3. Spending less (reducing cost-to-collect)
Dialler activity is expensive. Digital automated activity is cheap. Champion/Challenger lets you find the optimal balance.
- Test: Can we remove the Day 7 Outbound Call for low-risk customers and replace it with a WhatsApp message?
- Result: If the Challenger strategy achieves the same resolution rate but costs 80% less to execute, you have instantly unlocked game-changing operational savings.

A 4-step guide for your first strategic test
Step 1: Define the hypothesis.
Don't just change a font. Change a process.
- Hypothesis: I believe low-balance customers are ignoring our calls but will respond to an SMS link to a self-service portal.

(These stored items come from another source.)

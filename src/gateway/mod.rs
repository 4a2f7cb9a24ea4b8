//! HTTP gateway (Axum) for guess scoring.
//!
//! This module is primarily used by the `guessr` server binary.

pub mod error;
pub mod handler;
pub mod payload;
pub mod state;


use axum::{
    Json, Router,
    extract::State,
    http::{HeaderMap, StatusCode, header::HeaderValue},
    response::{IntoResponse, Response},
    routing::{get, post},
};
use std::time::Duration;
use tokio::time::timeout;
use tower_http::trace::TraceLayer;
use tracing::warn;

pub use error::GatewayError;
pub use handler::similarity_handler;
pub use state::HandlerState;

use crate::constants::{
    GUESSR_STATUS_HEADER, GUESSR_STATUS_HEALTHY, GUESSR_STATUS_READY, GUESSR_STATUS_UNAVAILABLE,
};
use crate::embedding::EmbeddingProvider;
use crate::store::PromptStore;

pub fn create_router_with_state<E, S>(state: HandlerState<E, S>) -> Router
where
    E: EmbeddingProvider + 'static,
    S: PromptStore + 'static,
{
    Router::new()
        .route("/healthz", get(health_handler))
        .route("/ready", get(ready_handler))
        .route("/api/getSim", post(similarity_handler))
        .layer(TraceLayer::new_for_http())
        .with_state(state)
}

const HEALTH_CHECK_TIMEOUT: Duration = Duration::from_secs(1);

/// Queries `/healthz` on a local server and returns a process exit code:
/// `0` when it answers with a success status, `1` otherwise.
pub async fn check_health(port: u16) -> i32 {
    let url = format!("http://127.0.0.1:{}/healthz", port);

    let Ok(client) = reqwest::Client::builder()
        .timeout(HEALTH_CHECK_TIMEOUT)
        .build()
    else {
        return 1;
    };

    match client.get(&url).send().await {
        Ok(res) if res.status().is_success() => 0,
        _ => 1,
    }
}

#[derive(serde::Serialize)]
pub struct HealthResponse {
    pub status: &'static str,
}

#[derive(serde::Serialize)]
pub struct ReadyResponse {
    pub status: &'static str,
    pub components: ComponentStatus,
}

#[derive(serde::Serialize)]
pub struct ComponentStatus {
    pub http: &'static str,
    pub store: &'static str,
    pub embedder: &'static str,
    pub store_backend: &'static str,
    pub embedder_mode: &'static str,
}

#[tracing::instrument]
pub async fn health_handler() -> Response {
    let mut headers = HeaderMap::new();
    headers.insert(
        GUESSR_STATUS_HEADER,
        HeaderValue::from_static(GUESSR_STATUS_HEALTHY),
    );

    (
        StatusCode::OK,
        headers,
        Json(HealthResponse { status: "ok" }),
    )
        .into_response()
}

#[tracing::instrument(skip(state))]
pub async fn ready_handler<E, S>(State(state): State<HandlerState<E, S>>) -> Response
where
    E: EmbeddingProvider + 'static,
    S: PromptStore + 'static,
{
    let store = state.scorer.store();
    let embedder = state.scorer.embedder();
    let probe_timeout = state.scorer.config().request_timeout;

    let store_ready = match timeout(probe_timeout, store.is_ready()).await {
        Ok(ready) => ready,
        Err(_) => {
            warn!(backend = store.backend_name(), "Store readiness probe timed out");
            false
        }
    };

    let components = ComponentStatus {
        http: GUESSR_STATUS_READY,
        store: if store_ready {
            GUESSR_STATUS_READY
        } else {
            GUESSR_STATUS_UNAVAILABLE
        },
        embedder: GUESSR_STATUS_READY,
        store_backend: store.backend_name(),
        embedder_mode: embedder.provider_name(),
    };

    let (status_code, status_msg, header) = if store_ready {
        (StatusCode::OK, "ok", GUESSR_STATUS_READY)
    } else {
        (
            StatusCode::SERVICE_UNAVAILABLE,
            GUESSR_STATUS_UNAVAILABLE,
            GUESSR_STATUS_UNAVAILABLE,
        )
    };

    let mut headers = HeaderMap::new();
    headers.insert(GUESSR_STATUS_HEADER, HeaderValue::from_static(header));

    (
        status_code,
        headers,
        Json(ReadyResponse {
            status: status_msg,
            components,
        }),
    )
        .into_response()
}
//! Guessr library crate (used by the server and integration tests).
//!
//! Scores how close a player's guess is to a stored reference prompt: the prompt is
//! looked up by id, both texts are embedded, and the answer is the cosine similarity
//! of the two vectors.
//!
//! # Public API Surface
//!
//! - [`Config`], [`ConfigError`] - Server configuration
//! - [`cosine_similarity`], [`SimilarityError`] - Vector comparison
//! - [`EmbeddingProvider`], [`EmbedderBackend`] - Text embedding (OpenAI or offline stub)
//! - [`PromptStore`], [`PromptBackend`] - Prompt lookup (Firestore or in-memory)
//! - [`SimilarityScorer`], [`ScoringError`] - The scoring pipeline
//! - [`gateway`] - Axum router and handlers
//!
//! ## Test/Mock Support
//! [`MockEmbedder`] is available behind `#[cfg(any(test, feature = "mock"))]`.

pub mod config;
pub mod constants;
pub mod embedding;
pub mod gateway;
pub mod scoring;
pub mod similarity;
pub mod store;

pub use config::{Config, ConfigError, StoreSelection};
pub use constants::GUESSR_STATUS_HEADER;
#[cfg(any(test, feature = "mock"))]
pub use embedding::MockEmbedder;
pub use embedding::{
    EmbedderBackend, EmbedderConfig, Embedding, EmbeddingError, EmbeddingProvider,
    OpenAiEmbedder, StubEmbedder,
};
pub use gateway::{GatewayError, HandlerState, create_router_with_state};
pub use scoring::{ErrorKind, ScoreOutcome, ScorerConfig, ScoringError, SimilarityScorer};
pub use similarity::{SimilarityError, VectorSide, cosine_similarity};
pub use store::{
    FirestoreConfig, FirestoreStore, InMemoryStore, PromptBackend, PromptRecord, PromptStore,
    StoreError,
};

- The Test: The Champion workflow keeps them in the dialler queue. The Challenger workflow removes them from the dialler entirely and sends a digital-only sequence for 10 days.
Step 2: Set up the split.
In a modern system, this doesn't require coding. You configure a decision table with a random input variable.
- Configuration: You set a rule: If [random value] is <= 0.10 (10%), assign to Challenger Workflow. Else, assign to Champion Workflow.
- Safety Net: You can further restrict this. For example, ensuring that no vulnerable customers are ever routed to a testing path.
Step 3: What to measure
Think big. You are testing business outcomes.
- Liquidation Rate: Did the Challenger collect as much cash?
- Cost to Collect: Did the Challenger cost less to run?
- Broken Promise Rate: Did the Challenger strategy improve arrangement conformance rate?
Step 4: Analyse and roll out
Look at the results in your MI dashboard, comparing the Champion cohort vs. the Challenger cohort side-by-side.
- Scenario: The Challenger collected 2% less cash but reduced agent call volume by 40%.
- Decision: The cost savings outweigh the slight dip in collections. You promote the Challenger to be the new Champion (100% of traffic).
The legacy barrier: why you probably can't do this today
If strategic testing is so powerful, why do most lenders stick to the same strategy for years?
The answer lies in their collections system.
On a legacy collections system, a strategy is hard-coded. To run a Champion/Challenger test, you typically have to:
- Pay a vendor or internal IT team to code a new workflow.
- Wait months for a release window.
- Manually try to segregate data for reporting.
By the time you can run the test, the market conditions have changed. No wonder people stop trying.
This is the core difference of a modern, cloud-native platform like Flexys. The functionality is built in. Business users can clone a workflow, make a tweak, set a 90/10 split rule in a decision table, and deploy it, all without writing a single line of code.
Conclusion: Stop guessing, start knowing
The ‘gut feel’ approach to collections strategy is past its sell-by date. It is inefficient, expensive, and risky.
Today, you can rely on readily available quality data, not "how it’s always been done". Champion/Challenger strategies allow you to innovate safely. You can protect your bottom line while simultaneously hunting for the next breakthrough in performance.
The only barrier is having the right technology to empower you to ask the question.